Headline numbers look good for global VC investment during the 2nd quarter of 2017 but the more interesting story is what’s going on underneath the surface.
Digging into the details, below is the trend for first time investment activity (thanks KPMG + Pitchbook for crunching the numbers).
Even taking into account stealth rounds which have not been announced, the number of new companies has not been keeping up with the $ invested. And if you take the data at face value, the number of rounds is back to levels not seen in several years.
Instead, VC investors have been adding more to existing companies.
The increase in round size can be seen in most rounds, with the obvious outlier being the late stage Series D+. The above numbers are median, so the $40M figure likely understates the outliers.

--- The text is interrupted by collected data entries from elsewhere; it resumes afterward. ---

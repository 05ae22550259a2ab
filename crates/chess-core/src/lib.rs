//! Core types for chess move handling.
//!
//! This crate provides the move-encoding layer shared by move generation and
//! search:
//! - [`Piece`] and [`Color`] for piece representation
//! - [`Square`] for board coordinates
//! - [`Move`] and [`MoveFlag`] for the compact 16-bit move encoding
//! - [`MoveList`] for fixed-capacity, allocation-free move storage

mod color;
mod mov;
mod move_list;
mod piece;
mod square;

pub use color::Color;
pub use mov::{Move, MoveFlag, MoveParseError};
pub use move_list::MoveList;
pub use piece::Piece;
pub use square::Square;
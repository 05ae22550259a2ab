//! Chess piece representation.

/// The six piece kinds. The discriminant doubles as the piece id used to
/// index history tables.
#[derive(Debug, Clone, Copy, PartialEq, Eq, Hash)]
#[repr(u8)]
pub enum Piece {
    Pawn = 0,
    Knight = 1,
    Bishop = 2,
    Rook = 3,
    Queen = 4,
    King = 5,
}

impl Piece {
    /// Number of piece kinds.
    pub const NUM: usize = 6;

    /// All piece kinds in id order.
    pub const ALL: [Piece; 6] = [
        Piece::Pawn,
        Piece::Knight,
        Piece::Bishop,
        Piece::Rook,
        Piece::Queen,
        Piece::King,
    ];

    /// Returns the piece id (0-5).
    #[inline]
    pub const fn index(self) -> usize {
        self as usize
    }

    /// Returns the lowercase UCI promotion letter, if the piece is a valid
    /// promotion target.
    pub const fn promotion_char(self) -> Option<char> {
        match self {
            Piece::Knight => Some('n'),
            Piece::Bishop => Some('b'),
            Piece::Rook => Some('r'),
            Piece::Queen => Some('q'),
            Piece::Pawn | Piece::King => None,
        }
    }
}

impl std::fmt::Display for Piece {
    fn fmt(&self, f: &mut std::fmt::Formatter<'_>) -> std::fmt::Result {
        let name = match self {
            Piece::Pawn => "Pawn",
            Piece::Knight => "Knight",
            Piece::Bishop => "Bishop",
            Piece::Rook => "Rook",
            Piece::Queen => "Queen",
            Piece::King => "King",
        };
        write!(f, "{}", name)
    }
}

#[cfg(test)]
mod tests {
    use super::*;

    #[test]
    fn ids_are_dense() {
        for (i, piece) in Piece::ALL.into_iter().enumerate() {
            assert_eq!(piece.index(), i);
        }
        assert_eq!(Piece::ALL.len(), Piece::NUM);
    }

    #[test]
    fn promotion_chars() {
        assert_eq!(Piece::Queen.promotion_char(), Some('q'));
        assert_eq!(Piece::Knight.promotion_char(), Some('n'));
        assert_eq!(Piece::Pawn.promotion_char(), None);
        assert_eq!(Piece::King.promotion_char(), None);
    }
}
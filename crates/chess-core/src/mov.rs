//! Move representation.

use crate::{Piece, Square};
use std::fmt;
use std::str::FromStr;
use thiserror::Error;

/// Errors that can occur when parsing a move from UCI text.
#[derive(Debug, Error, PartialEq, Eq)]
pub enum MoveParseError {
    #[error("invalid move length: expected 4 or 5 characters, got {0}")]
    InvalidLength(usize),

    #[error("invalid square: {0}")]
    InvalidSquare(String),

    #[error("invalid promotion piece: '{0}'")]
    InvalidPromotion(char),
}

/// Move flags, stored in the top four bits of a [`Move`].
///
/// Bit 2 marks a capture and bit 3 a promotion; for promotions the low two
/// bits select the piece.
#[derive(Debug, Clone, Copy, PartialEq, Eq, Hash)]
#[repr(u8)]
pub enum MoveFlag {
    Quiet = 0,
    DoublePush = 1,
    CastleKingside = 2,
    CastleQueenside = 3,
    Capture = 4,
    EnPassant = 5,
    PromoteKnight = 8,
    PromoteBishop = 9,
    PromoteRook = 10,
    PromoteQueen = 11,
    CapturePromoteKnight = 12,
    CapturePromoteBishop = 13,
    CapturePromoteRook = 14,
    CapturePromoteQueen = 15,
}

impl MoveFlag {
    const CAPTURE_BIT: u8 = 0b0100;
    const PROMOTION_BIT: u8 = 0b1000;

    /// Decodes a 4-bit flag value. Unused codes (6, 7) decode as `Quiet`.
    #[inline]
    const fn from_bits(bits: u8) -> Self {
        match bits & 0xF {
            1 => MoveFlag::DoublePush,
            2 => MoveFlag::CastleKingside,
            3 => MoveFlag::CastleQueenside,
            4 => MoveFlag::Capture,
            5 => MoveFlag::EnPassant,
            8 => MoveFlag::PromoteKnight,
            9 => MoveFlag::PromoteBishop,
            10 => MoveFlag::PromoteRook,
            11 => MoveFlag::PromoteQueen,
            12 => MoveFlag::CapturePromoteKnight,
            13 => MoveFlag::CapturePromoteBishop,
            14 => MoveFlag::CapturePromoteRook,
            15 => MoveFlag::CapturePromoteQueen,
            _ => MoveFlag::Quiet,
        }
    }

    /// Builds the promotion flag for `piece`, or `None` if the piece cannot
    /// be promoted to.
    pub const fn promotion(piece: Piece, capture: bool) -> Option<Self> {
        let low = match piece {
            Piece::Knight => 0,
            Piece::Bishop => 1,
            Piece::Rook => 2,
            Piece::Queen => 3,
            Piece::Pawn | Piece::King => return None,
        };
        let capture_bit = if capture { Self::CAPTURE_BIT } else { 0 };
        Some(Self::from_bits(Self::PROMOTION_BIT | capture_bit | low))
    }

    /// Returns true if the move removes an enemy piece (including en passant
    /// and capturing promotions).
    #[inline]
    pub const fn is_capture(self) -> bool {
        (self as u8) & Self::CAPTURE_BIT != 0
    }

    /// Returns true if this is a promotion move.
    #[inline]
    pub const fn is_promotion(self) -> bool {
        (self as u8) & Self::PROMOTION_BIT != 0
    }

    /// Returns the promotion piece if this is a promotion move.
    #[inline]
    pub const fn promotion_piece(self) -> Option<Piece> {
        if !self.is_promotion() {
            return None;
        }
        Some(match (self as u8) & 0b11 {
            0 => Piece::Knight,
            1 => Piece::Bishop,
            2 => Piece::Rook,
            _ => Piece::Queen,
        })
    }

    /// Returns true if this is a castling move.
    #[inline]
    pub const fn is_castling(self) -> bool {
        matches!(self, MoveFlag::CastleKingside | MoveFlag::CastleQueenside)
    }
}

/// A chess move.
///
/// Encoded in 16 bits: 6 bits from, 6 bits to, 4 bits flags.
#[derive(Clone, Copy, PartialEq, Eq, Hash)]
pub struct Move(u16);

impl Move {
    /// The "no move" sentinel. Its from and to squares coincide, so it never
    /// equals a real move.
    pub const NULL: Move = Move(0);

    /// Creates a new move.
    #[inline]
    pub const fn new(from: Square, to: Square, flag: MoveFlag) -> Self {
        let encoded = (from.index() as u16) | ((to.index() as u16) << 6) | ((flag as u16) << 12);
        Move(encoded)
    }

    /// Creates a non-capturing move with no special flags.
    #[inline]
    pub const fn quiet(from: Square, to: Square) -> Self {
        Self::new(from, to, MoveFlag::Quiet)
    }

    /// Creates an ordinary capture.
    #[inline]
    pub const fn capture(from: Square, to: Square) -> Self {
        Self::new(from, to, MoveFlag::Capture)
    }

    /// Creates a promotion, or `None` if `piece` is not a promotion target.
    pub const fn promotion(from: Square, to: Square, piece: Piece, capture: bool) -> Option<Self> {
        match MoveFlag::promotion(piece, capture) {
            Some(flag) => Some(Self::new(from, to, flag)),
            None => None,
        }
    }

    /// Returns the source square.
    #[inline]
    pub const fn from(self) -> Square {
        Square::from_masked(self.0)
    }

    /// Returns the destination square.
    #[inline]
    pub const fn to(self) -> Square {
        Square::from_masked(self.0 >> 6)
    }

    /// Returns the move flag.
    #[inline]
    pub const fn flag(self) -> MoveFlag {
        MoveFlag::from_bits((self.0 >> 12) as u8)
    }

    #[inline]
    pub const fn is_capture(self) -> bool {
        self.flag().is_capture()
    }

    #[inline]
    pub const fn promotion_piece(self) -> Option<Piece> {
        self.flag().promotion_piece()
    }

    #[inline]
    pub const fn is_null(self) -> bool {
        self.0 == Self::NULL.0
    }

    /// Returns the raw 16-bit encoding.
    #[inline]
    pub const fn bits(self) -> u16 {
        self.0
    }

    /// Returns the UCI notation for this move (e.g., "e2e4", "e7e8q").
    /// The null move is written "0000".
    pub fn to_uci(self) -> String {
        if self.is_null() {
            return "0000".to_string();
        }
        match self.promotion_piece().and_then(Piece::promotion_char) {
            Some(c) => format!("{}{}{}", self.from(), self.to(), c),
            None => format!("{}{}", self.from(), self.to()),
        }
    }

    /// Parses a move from UCI notation.
    ///
    /// UCI text carries no capture information, so the result is a quiet move
    /// or a non-capturing promotion. Callers match it against generated moves
    /// by from, to and promotion piece.
    pub fn from_uci(s: &str) -> Option<Self> {
        s.parse().ok()
    }
}

impl FromStr for Move {
    type Err = MoveParseError;

    fn from_str(s: &str) -> Result<Self, Self::Err> {
        if !s.is_ascii() || s.len() < 4 || s.len() > 5 {
            return Err(MoveParseError::InvalidLength(s.chars().count()));
        }
        let from = Square::from_algebraic(&s[0..2])
            .ok_or_else(|| MoveParseError::InvalidSquare(s[0..2].to_string()))?;
        let to = Square::from_algebraic(&s[2..4])
            .ok_or_else(|| MoveParseError::InvalidSquare(s[2..4].to_string()))?;
        let Some(c) = s[4..].chars().next() else {
            return Ok(Move::quiet(from, to));
        };
        let piece = match c.to_ascii_lowercase() {
            'n' => Piece::Knight,
            'b' => Piece::Bishop,
            'r' => Piece::Rook,
            'q' => Piece::Queen,
            _ => return Err(MoveParseError::InvalidPromotion(c)),
        };
        Move::promotion(from, to, piece, false).ok_or(MoveParseError::InvalidPromotion(c))
    }
}

impl Default for Move {
    fn default() -> Self {
        Move::NULL
    }
}

impl fmt::Debug for Move {
    fn fmt(&self, f: &mut fmt::Formatter<'_>) -> fmt::Result {
        write!(f, "Move({}", self.to_uci())?;
        if self.is_capture() {
            write!(f, "x")?;
        }
        write!(f, ")")
    }
}

impl fmt::Display for Move {
    fn fmt(&self, f: &mut fmt::Formatter<'_>) -> fmt::Result {
        write!(f, "{}", self.to_uci())
    }
}

#[cfg(test)]
mod tests {
    use super::*;

    fn sq(s: &str) -> Square {
        Square::from_algebraic(s).unwrap()
    }

    #[test]
    fn move_encoding() {
        let m = Move::new(sq("e2"), sq("e4"), MoveFlag::DoublePush);
        assert_eq!(m.from(), sq("e2"));
        assert_eq!(m.to(), sq("e4"));
        assert_eq!(m.flag(), MoveFlag::DoublePush);
        assert!(!m.is_capture());
    }

    #[test]
    fn capture_flag() {
        assert!(Move::capture(sq("d4"), sq("e5")).is_capture());
        assert!(Move::new(sq("d5"), sq("e6"), MoveFlag::EnPassant).is_capture());
        assert!(!Move::quiet(sq("d4"), sq("d5")).is_capture());
        assert!(!Move::new(sq("e1"), sq("g1"), MoveFlag::CastleKingside).is_capture());
    }

    #[test]
    fn promotion_flags() {
        let quiet_promo = Move::promotion(sq("e7"), sq("e8"), Piece::Queen, false).unwrap();
        assert_eq!(quiet_promo.flag(), MoveFlag::PromoteQueen);
        assert_eq!(quiet_promo.promotion_piece(), Some(Piece::Queen));
        assert!(!quiet_promo.is_capture());

        let capture_promo = Move::promotion(sq("e7"), sq("d8"), Piece::Knight, true).unwrap();
        assert_eq!(capture_promo.flag(), MoveFlag::CapturePromoteKnight);
        assert_eq!(capture_promo.promotion_piece(), Some(Piece::Knight));
        assert!(capture_promo.is_capture());

        assert!(Move::promotion(sq("e7"), sq("e8"), Piece::King, false).is_none());
        assert_eq!(MoveFlag::Capture.promotion_piece(), None);
    }

    #[test]
    fn flag_bits_decode_to_themselves() {
        for flag in [
            MoveFlag::Quiet,
            MoveFlag::DoublePush,
            MoveFlag::CastleKingside,
            MoveFlag::CastleQueenside,
            MoveFlag::Capture,
            MoveFlag::EnPassant,
            MoveFlag::PromoteKnight,
            MoveFlag::PromoteBishop,
            MoveFlag::PromoteRook,
            MoveFlag::PromoteQueen,
            MoveFlag::CapturePromoteKnight,
            MoveFlag::CapturePromoteBishop,
            MoveFlag::CapturePromoteRook,
            MoveFlag::CapturePromoteQueen,
        ] {
            assert_eq!(Move::new(sq("a2"), sq("b3"), flag).flag(), flag);
        }
    }

    #[test]
    fn null_move_is_distinct() {
        assert!(Move::NULL.is_null());
        assert_eq!(Move::default(), Move::NULL);
        assert_ne!(Move::quiet(sq("a1"), sq("a2")), Move::NULL);
        assert_eq!(Move::NULL.to_uci(), "0000");
    }

    #[test]
    fn uci_text() {
        assert_eq!(Move::quiet(sq("e2"), sq("e4")).to_uci(), "e2e4");
        let promo = Move::promotion(sq("e7"), sq("e8"), Piece::Rook, false).unwrap();
        assert_eq!(promo.to_uci(), "e7e8r");

        let parsed: Move = "e7e8Q".parse().unwrap();
        assert_eq!(parsed.promotion_piece(), Some(Piece::Queen));
        assert_eq!(Move::from_uci("g1f3"), Some(Move::quiet(sq("g1"), sq("f3"))));
    }

    #[test]
    fn uci_errors() {
        assert_eq!("e2".parse::<Move>(), Err(MoveParseError::InvalidLength(2)));
        assert_eq!("e2e4qq".parse::<Move>(), Err(MoveParseError::InvalidLength(6)));
        assert_eq!(
            "e2e9".parse::<Move>(),
            Err(MoveParseError::InvalidSquare("e9".to_string()))
        );
        assert_eq!("e7e8k".parse::<Move>(), Err(MoveParseError::InvalidPromotion('k')));
        assert!(Move::from_uci("invalid").is_none());
    }

    #[test]
    fn debug_marks_captures() {
        assert_eq!(format!("{:?}", Move::capture(sq("d4"), sq("e5"))), "Move(d4e5x)");
        assert_eq!(format!("{}", Move::capture(sq("d4"), sq("e5"))), "d4e5");
    }
}
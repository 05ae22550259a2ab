//! Ordering score bands and the score list kept alongside the moves.
//!
//! Bands are separated by large constants so that no in-band term (SEE,
//! MVV/LVA, history) can lift a move into the band above it. From highest to
//! lowest: IID/book move, winning capture, queen promotion, even capture or
//! killer, quiet move, losing capture.

use chess_core::MoveList;

pub const SCORE_IID_MOVE: i32 = 1 << 20;
pub const SCORE_WINNING_CAPTURE: i32 = 1 << 18;
pub const SCORE_QUEEN_PROMO: i32 = 1 << 17;
pub const SCORE_EVEN_CAPTURE: i32 = 1 << 16;
/// Killers rank directly below even captures.
pub const SCORE_KILLER: i32 = SCORE_EVEN_CAPTURE - 1;
pub const SCORE_QUIET_MOVE: i32 = -(1 << 30);
pub const SCORE_LOSING_CAPTURE: i32 = -(1 << 30) - (1 << 28);

/// Scores for the moves generated so far, index-aligned with the move list.
#[derive(Clone)]
pub struct ScoreList {
    scores: [i32; MoveList::MAX_MOVES],
    len: usize,
}

impl ScoreList {
    #[inline]
    pub const fn new() -> Self {
        ScoreList {
            scores: [0; MoveList::MAX_MOVES],
            len: 0,
        }
    }

    #[inline]
    pub fn push(&mut self, score: i32) {
        debug_assert!(self.len < MoveList::MAX_MOVES);
        self.scores[self.len] = score;
        self.len += 1;
    }

    #[inline]
    pub const fn len(&self) -> usize {
        self.len
    }

    #[inline]
    pub const fn is_empty(&self) -> bool {
        self.len == 0
    }

    #[inline]
    pub fn get(&self, index: usize) -> Option<i32> {
        self.as_slice().get(index).copied()
    }

    #[inline]
    pub fn as_slice(&self) -> &[i32] {
        &self.scores[..self.len]
    }

    #[inline]
    pub fn swap(&mut self, a: usize, b: usize) {
        debug_assert!(a < self.len && b < self.len);
        self.scores.swap(a, b);
    }
}

impl Default for ScoreList {
    fn default() -> Self {
        Self::new()
    }
}

impl std::ops::Index<usize> for ScoreList {
    type Output = i32;

    #[inline]
    fn index(&self, index: usize) -> &Self::Output {
        &self.as_slice()[index]
    }
}

impl std::fmt::Debug for ScoreList {
    fn fmt(&self, f: &mut std::fmt::Formatter<'_>) -> std::fmt::Result {
        f.debug_list().entries(self.as_slice()).finish()
    }
}

#[cfg(test)]
mod tests {
    use super::*;

    #[test]
    fn bands_are_ordered() {
        let bands = [
            SCORE_IID_MOVE,
            SCORE_WINNING_CAPTURE,
            SCORE_QUEEN_PROMO,
            SCORE_EVEN_CAPTURE,
            SCORE_KILLER,
            SCORE_QUIET_MOVE,
            SCORE_LOSING_CAPTURE,
        ];
        assert!(bands.windows(2).all(|pair| pair[0] > pair[1]));
    }

    #[test]
    fn push_get_swap() {
        let mut scores = ScoreList::new();
        assert!(scores.is_empty());
        scores.push(5);
        scores.push(-3);
        scores.push(9);
        scores.swap(0, 2);
        assert_eq!(scores.as_slice(), &[9, -3, 5]);
        assert_eq!(scores.get(1), Some(-3));
        assert_eq!(scores.get(3), None);
        assert_eq!(scores[2], 5);
        assert_eq!(scores.len(), 3);
    }
}
//! The board queries move ordering depends on.

use chess_core::{Color, Move, Piece, Square};

/// Position queries used to score moves.
///
/// Implemented by the engine's board representation. All methods take the
/// side making `mv`; they are pure queries and must not change the position.
pub trait OrderingBoard {
    /// Net material result of the full capture sequence started by `mv` on
    /// its destination square.
    fn static_exchange(&self, side: Color, mv: Move) -> i32;

    /// Material gain of `mv` assuming only the immediate recapture. Cheaper
    /// than [`static_exchange`](Self::static_exchange) and used to avoid it
    /// when the capture already looks non-losing.
    fn exchange_score(&self, side: Color, mv: Move) -> i32;

    /// Most-valuable-victim / least-valuable-attacker tiebreak. Expected to
    /// be non-negative and far smaller than the gaps between score bands.
    fn mvv_lva(&self, side: Color, mv: Move) -> i32;

    /// The piece of `side` standing on `sq`.
    fn piece_on(&self, side: Color, sq: Square) -> Piece;

    /// Whether `mv` belongs to the capture partition. Defaults to the move's
    /// capture flag.
    #[inline]
    fn is_capture(&self, mv: Move) -> bool {
        mv.is_capture()
    }
}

The median pre-money valuations above tell a similar story:
fat rounds are back.
First, VC funds are cashed up.
VC funds are continuing to raise $ at an impressive rate. If you’re familiar with the timeline of how VC funds deploy capital, one guarantee is that managers will invest this money. They’re not going to give it back next year saying “I can’t find anything to do with it.” The capital will be around for, oh, about the next 10 years. VC funds will invest in something.
Second, corporate VC funds are having a big impact.
The rate of participation has been increasing steadily and in this last quarter they have been even more aggressive. Many of these funds are structured with external investors, including the headline grabbing Vision Fund. So like traditional VC funds, the capital should be around for several years (as contrasted with pure balance sheet investment from corporates which can be harder to predict over time).
Third, exit trends have been lukewarm for VC backed startups.
This has meant that late stage companies are staying private for longer. Those fat rounds are in some sense becoming short-term substitutes for M&A and IPO exits.
So there’s an interesting paradox.
On the one hand, corporate VCs are more active than ever before and investing aggressively in late stage fat rounds.
On the other hand, corporate M&A activity is not keeping pace.
Based on the lifecycle of capital raised, expect VC funds to continue investing in existing companies.
However, if market sentiment deteriorates, fat startups will become the victims of cap table recaps. There will be money, yes, but the terms will be harsh.
For startups, VC investors, and LP investors in VC funds, now would be a good time to remember the benefits of capital efficiency. For startups especially, make sure you understand the terms of rounds, not just the headline valuation.
Fat startup rounds are back. Let’s make sure we’re building healthy businesses because it sucks to be a fat, dead startup.